WHAT YOU ARE ASKED TO DO | In your reply, reproduce the lines from the first one below to the line containing "pub use loader::ConfigManager;", inclusive, exactly as they stand.

INPUT DATA |

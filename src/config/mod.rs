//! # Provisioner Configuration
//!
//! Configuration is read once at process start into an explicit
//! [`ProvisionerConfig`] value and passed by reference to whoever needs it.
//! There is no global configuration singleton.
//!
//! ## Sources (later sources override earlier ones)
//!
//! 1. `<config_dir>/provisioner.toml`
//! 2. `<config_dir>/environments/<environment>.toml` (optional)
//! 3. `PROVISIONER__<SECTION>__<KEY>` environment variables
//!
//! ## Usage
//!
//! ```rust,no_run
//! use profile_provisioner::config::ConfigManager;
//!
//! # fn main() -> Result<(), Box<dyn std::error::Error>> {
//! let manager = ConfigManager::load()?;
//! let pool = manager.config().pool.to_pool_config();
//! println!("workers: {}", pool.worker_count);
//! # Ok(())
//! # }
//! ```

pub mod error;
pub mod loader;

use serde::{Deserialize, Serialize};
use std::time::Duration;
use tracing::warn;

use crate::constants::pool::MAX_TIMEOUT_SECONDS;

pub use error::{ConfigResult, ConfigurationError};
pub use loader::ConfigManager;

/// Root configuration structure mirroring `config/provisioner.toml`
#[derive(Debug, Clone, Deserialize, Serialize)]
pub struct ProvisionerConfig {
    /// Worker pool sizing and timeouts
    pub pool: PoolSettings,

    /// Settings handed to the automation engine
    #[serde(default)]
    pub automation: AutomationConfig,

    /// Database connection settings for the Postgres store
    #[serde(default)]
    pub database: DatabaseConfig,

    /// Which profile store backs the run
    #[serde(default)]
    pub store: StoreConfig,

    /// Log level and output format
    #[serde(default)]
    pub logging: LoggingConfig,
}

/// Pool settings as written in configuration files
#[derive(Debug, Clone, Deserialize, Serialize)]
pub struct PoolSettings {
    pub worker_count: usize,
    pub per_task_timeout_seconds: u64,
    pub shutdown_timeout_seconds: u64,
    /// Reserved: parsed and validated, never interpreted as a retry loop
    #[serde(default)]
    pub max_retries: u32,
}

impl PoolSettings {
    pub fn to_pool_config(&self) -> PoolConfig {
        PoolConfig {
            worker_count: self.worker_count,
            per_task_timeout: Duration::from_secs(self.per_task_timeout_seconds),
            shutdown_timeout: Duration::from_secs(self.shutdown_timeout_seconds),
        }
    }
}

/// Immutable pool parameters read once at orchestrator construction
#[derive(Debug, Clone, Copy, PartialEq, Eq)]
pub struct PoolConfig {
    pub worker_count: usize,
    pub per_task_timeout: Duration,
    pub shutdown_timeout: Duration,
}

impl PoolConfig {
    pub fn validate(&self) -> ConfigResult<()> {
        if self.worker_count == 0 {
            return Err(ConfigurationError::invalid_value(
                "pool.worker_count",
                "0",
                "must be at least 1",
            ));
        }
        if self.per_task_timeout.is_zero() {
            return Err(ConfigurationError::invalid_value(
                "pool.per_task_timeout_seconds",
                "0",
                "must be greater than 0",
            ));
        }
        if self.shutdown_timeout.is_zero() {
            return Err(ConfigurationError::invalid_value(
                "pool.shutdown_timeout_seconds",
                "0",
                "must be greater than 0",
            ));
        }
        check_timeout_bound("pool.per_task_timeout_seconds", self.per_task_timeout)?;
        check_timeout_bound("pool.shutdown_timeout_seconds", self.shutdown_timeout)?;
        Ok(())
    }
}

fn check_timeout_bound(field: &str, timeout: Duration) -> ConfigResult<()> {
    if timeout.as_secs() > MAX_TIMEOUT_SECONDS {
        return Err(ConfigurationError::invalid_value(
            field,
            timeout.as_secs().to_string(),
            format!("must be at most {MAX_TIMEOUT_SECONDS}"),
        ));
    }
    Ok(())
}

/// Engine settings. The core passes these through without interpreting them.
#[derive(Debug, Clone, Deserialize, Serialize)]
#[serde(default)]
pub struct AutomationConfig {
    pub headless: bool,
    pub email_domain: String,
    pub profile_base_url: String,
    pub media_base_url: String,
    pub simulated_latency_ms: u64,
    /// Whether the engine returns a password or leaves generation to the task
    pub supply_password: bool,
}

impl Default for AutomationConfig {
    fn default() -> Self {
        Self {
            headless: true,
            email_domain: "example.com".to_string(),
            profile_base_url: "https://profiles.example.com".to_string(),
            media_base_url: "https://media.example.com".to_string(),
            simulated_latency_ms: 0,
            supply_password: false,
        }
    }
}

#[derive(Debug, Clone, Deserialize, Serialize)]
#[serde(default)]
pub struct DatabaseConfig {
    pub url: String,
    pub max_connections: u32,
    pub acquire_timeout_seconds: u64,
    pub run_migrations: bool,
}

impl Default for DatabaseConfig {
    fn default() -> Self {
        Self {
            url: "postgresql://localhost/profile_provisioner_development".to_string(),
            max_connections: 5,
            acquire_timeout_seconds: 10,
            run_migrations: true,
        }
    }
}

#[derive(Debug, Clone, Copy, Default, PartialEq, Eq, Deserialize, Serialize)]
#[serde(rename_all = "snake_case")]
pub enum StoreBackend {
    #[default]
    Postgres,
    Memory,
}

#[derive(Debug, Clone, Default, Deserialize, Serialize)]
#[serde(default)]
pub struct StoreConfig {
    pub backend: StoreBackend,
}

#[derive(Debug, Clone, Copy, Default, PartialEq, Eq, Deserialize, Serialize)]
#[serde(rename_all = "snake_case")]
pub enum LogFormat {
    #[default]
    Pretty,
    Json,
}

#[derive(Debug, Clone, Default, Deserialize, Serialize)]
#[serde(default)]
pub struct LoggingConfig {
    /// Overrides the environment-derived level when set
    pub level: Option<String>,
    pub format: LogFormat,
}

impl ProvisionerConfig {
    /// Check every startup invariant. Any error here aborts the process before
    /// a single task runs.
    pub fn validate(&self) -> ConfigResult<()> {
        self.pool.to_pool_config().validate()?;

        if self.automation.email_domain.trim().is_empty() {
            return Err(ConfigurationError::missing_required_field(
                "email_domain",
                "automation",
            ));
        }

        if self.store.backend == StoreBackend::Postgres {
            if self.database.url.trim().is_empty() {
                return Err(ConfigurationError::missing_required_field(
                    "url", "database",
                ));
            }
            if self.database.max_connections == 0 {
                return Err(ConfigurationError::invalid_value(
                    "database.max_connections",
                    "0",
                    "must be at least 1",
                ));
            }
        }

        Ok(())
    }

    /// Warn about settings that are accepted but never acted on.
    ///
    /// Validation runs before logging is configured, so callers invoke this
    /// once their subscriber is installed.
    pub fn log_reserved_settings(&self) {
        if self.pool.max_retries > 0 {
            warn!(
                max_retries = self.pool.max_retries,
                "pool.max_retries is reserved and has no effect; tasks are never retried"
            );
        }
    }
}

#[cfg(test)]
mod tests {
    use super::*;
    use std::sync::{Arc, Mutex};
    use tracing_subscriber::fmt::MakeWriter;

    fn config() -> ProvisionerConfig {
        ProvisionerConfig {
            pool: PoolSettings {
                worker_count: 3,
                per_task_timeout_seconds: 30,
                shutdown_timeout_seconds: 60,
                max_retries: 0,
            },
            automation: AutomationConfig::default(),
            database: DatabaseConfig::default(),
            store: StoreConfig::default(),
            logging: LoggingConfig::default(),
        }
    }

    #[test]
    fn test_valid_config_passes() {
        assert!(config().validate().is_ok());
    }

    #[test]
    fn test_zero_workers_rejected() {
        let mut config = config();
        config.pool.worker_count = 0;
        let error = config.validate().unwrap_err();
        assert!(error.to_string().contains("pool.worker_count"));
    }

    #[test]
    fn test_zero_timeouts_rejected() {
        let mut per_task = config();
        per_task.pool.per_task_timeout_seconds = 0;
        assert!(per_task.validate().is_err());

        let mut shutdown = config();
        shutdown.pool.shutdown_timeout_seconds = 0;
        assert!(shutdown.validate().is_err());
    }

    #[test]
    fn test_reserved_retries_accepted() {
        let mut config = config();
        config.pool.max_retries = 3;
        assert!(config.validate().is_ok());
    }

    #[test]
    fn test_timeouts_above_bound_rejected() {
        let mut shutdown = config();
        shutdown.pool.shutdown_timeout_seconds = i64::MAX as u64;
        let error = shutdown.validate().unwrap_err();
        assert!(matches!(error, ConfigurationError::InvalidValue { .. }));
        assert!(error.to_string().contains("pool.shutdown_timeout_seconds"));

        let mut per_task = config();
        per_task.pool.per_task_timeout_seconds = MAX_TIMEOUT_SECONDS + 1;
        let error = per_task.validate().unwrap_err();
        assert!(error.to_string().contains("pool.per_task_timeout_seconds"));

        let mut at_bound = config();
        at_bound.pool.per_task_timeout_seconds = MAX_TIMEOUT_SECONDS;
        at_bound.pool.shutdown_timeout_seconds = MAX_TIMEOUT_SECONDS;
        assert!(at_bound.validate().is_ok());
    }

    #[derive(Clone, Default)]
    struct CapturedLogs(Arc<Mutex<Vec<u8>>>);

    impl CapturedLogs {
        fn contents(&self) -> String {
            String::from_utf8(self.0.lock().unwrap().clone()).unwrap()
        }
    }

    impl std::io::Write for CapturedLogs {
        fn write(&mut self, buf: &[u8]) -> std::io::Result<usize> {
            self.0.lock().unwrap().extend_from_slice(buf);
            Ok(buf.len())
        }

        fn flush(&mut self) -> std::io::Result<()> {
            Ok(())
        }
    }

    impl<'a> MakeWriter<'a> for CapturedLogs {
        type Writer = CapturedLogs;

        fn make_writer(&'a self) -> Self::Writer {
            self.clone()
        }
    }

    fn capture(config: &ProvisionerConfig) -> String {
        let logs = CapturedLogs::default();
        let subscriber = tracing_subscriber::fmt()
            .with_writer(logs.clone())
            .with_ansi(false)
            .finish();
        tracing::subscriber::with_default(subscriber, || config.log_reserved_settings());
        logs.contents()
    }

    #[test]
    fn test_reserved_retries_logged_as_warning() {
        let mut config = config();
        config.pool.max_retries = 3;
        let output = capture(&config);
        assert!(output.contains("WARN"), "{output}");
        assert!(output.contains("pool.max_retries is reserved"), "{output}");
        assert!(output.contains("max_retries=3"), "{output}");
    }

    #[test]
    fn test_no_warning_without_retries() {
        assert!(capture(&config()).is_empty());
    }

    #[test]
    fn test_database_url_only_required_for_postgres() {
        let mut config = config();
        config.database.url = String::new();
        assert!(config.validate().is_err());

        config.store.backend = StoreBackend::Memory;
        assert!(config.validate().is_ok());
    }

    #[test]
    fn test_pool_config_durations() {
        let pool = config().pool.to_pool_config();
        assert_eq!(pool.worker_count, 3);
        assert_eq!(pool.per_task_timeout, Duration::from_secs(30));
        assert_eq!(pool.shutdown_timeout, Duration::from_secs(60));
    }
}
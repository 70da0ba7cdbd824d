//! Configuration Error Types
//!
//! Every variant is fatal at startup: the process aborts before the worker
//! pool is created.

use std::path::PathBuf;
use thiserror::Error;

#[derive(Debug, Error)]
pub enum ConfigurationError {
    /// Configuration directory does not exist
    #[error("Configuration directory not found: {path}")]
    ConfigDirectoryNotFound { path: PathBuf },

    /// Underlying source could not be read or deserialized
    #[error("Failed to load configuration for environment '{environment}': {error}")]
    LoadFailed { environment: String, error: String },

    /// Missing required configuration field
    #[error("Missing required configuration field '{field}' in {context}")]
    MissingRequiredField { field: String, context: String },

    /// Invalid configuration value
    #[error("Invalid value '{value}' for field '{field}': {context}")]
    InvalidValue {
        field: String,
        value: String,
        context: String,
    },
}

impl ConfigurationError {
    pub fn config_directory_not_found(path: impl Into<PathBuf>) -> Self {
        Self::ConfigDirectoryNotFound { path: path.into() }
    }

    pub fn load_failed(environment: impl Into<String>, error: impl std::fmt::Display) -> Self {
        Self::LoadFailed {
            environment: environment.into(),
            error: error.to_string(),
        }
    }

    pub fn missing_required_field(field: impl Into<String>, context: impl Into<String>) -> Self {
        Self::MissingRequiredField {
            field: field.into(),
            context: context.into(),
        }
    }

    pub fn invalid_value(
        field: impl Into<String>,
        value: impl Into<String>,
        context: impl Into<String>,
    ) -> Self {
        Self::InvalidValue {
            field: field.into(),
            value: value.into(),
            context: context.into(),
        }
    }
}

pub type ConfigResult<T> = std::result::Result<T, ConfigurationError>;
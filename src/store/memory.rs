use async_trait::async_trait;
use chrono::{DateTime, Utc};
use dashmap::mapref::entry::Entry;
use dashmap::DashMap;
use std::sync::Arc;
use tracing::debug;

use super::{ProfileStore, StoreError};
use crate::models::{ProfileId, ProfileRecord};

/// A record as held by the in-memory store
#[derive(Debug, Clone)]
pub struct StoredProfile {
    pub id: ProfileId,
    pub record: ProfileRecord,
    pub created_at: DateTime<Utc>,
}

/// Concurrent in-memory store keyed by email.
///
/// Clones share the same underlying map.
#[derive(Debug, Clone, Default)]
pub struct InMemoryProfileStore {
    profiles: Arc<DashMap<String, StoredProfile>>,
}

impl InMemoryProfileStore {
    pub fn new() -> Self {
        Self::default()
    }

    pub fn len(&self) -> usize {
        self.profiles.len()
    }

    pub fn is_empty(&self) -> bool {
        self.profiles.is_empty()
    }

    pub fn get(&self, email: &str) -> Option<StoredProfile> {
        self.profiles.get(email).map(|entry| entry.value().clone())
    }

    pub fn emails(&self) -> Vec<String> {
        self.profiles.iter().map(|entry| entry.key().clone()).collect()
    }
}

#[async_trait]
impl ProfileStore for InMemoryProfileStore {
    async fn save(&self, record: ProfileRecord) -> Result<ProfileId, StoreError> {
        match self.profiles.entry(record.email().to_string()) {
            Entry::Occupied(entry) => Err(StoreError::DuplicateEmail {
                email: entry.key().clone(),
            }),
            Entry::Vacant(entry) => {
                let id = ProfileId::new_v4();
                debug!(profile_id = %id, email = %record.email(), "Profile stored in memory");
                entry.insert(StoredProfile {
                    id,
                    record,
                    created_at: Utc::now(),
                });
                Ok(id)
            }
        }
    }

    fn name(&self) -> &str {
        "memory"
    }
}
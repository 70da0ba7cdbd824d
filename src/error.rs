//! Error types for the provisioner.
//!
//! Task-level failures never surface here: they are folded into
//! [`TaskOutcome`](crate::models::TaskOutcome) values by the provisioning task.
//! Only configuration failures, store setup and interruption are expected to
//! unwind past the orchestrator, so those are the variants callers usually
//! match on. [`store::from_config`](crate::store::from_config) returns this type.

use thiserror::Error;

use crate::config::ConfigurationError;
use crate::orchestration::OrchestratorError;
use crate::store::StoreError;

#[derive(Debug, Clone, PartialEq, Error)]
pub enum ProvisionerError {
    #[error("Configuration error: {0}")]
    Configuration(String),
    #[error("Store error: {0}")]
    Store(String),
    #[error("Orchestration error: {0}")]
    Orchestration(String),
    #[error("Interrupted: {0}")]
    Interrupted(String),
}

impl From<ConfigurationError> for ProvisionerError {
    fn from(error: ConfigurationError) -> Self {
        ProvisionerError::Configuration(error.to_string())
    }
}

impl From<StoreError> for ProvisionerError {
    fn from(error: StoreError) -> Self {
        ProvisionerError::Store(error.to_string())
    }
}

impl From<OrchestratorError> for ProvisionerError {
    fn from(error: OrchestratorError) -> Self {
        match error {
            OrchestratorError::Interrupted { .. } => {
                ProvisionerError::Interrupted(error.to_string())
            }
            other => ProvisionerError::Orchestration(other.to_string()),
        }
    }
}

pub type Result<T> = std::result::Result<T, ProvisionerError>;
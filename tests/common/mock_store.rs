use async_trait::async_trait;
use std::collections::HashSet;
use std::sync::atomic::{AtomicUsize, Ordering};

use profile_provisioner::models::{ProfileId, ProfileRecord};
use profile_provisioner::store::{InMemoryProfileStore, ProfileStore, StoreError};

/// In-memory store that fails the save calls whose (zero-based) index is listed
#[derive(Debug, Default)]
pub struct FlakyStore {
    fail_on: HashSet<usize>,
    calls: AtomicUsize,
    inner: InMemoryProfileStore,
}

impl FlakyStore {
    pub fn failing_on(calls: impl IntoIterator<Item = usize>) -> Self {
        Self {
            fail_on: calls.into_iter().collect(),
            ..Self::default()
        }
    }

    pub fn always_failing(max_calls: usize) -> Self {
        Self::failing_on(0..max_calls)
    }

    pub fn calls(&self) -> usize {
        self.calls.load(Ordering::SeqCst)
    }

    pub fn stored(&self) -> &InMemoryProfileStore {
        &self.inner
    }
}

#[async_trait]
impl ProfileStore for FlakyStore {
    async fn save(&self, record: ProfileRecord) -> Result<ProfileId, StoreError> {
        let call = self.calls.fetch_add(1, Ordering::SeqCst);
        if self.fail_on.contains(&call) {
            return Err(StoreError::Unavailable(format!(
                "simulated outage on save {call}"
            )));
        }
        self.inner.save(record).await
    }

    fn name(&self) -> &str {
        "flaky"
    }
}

REPLY TO THE EXERCISE |
filename src/config/mod.rs
//! # Provisioner Configuration
//!
//! Configuration is read once at process start into an explicit
//! [`ProvisionerConfig`] value and passed by reference to whoever needs it.
//! There is no global configuration singleton.
//!
//! ## Sources (later sources override earlier ones)
//!
//! 1. `<config_dir>/provisioner.toml`
//! 2. `<config_dir>/environments/<environment>.toml` (optional)
//! 3. `PROVISIONER__<SECTION>__<KEY>` environment variables
//!
//! ## Usage
//!
//! ```rust,no_run
//! use profile_provisioner::config::ConfigManager;
//!
//! # fn main() -> Result<(), Box<dyn std::error::Error>> {
//! let manager = ConfigManager::load()?;
//! let pool = manager.config().pool.to_pool_config();
//! println!("workers: {}", pool.worker_count);
//! # Ok(())
//! # }
//! ```

pub mod error;
pub mod loader;

use serde::{Deserialize, Serialize};
use std::time::Duration;
use tracing::warn;

use crate::constants::pool::MAX_TIMEOUT_SECONDS;

pub use error::{ConfigResult, ConfigurationError};
pub use loader::ConfigManager;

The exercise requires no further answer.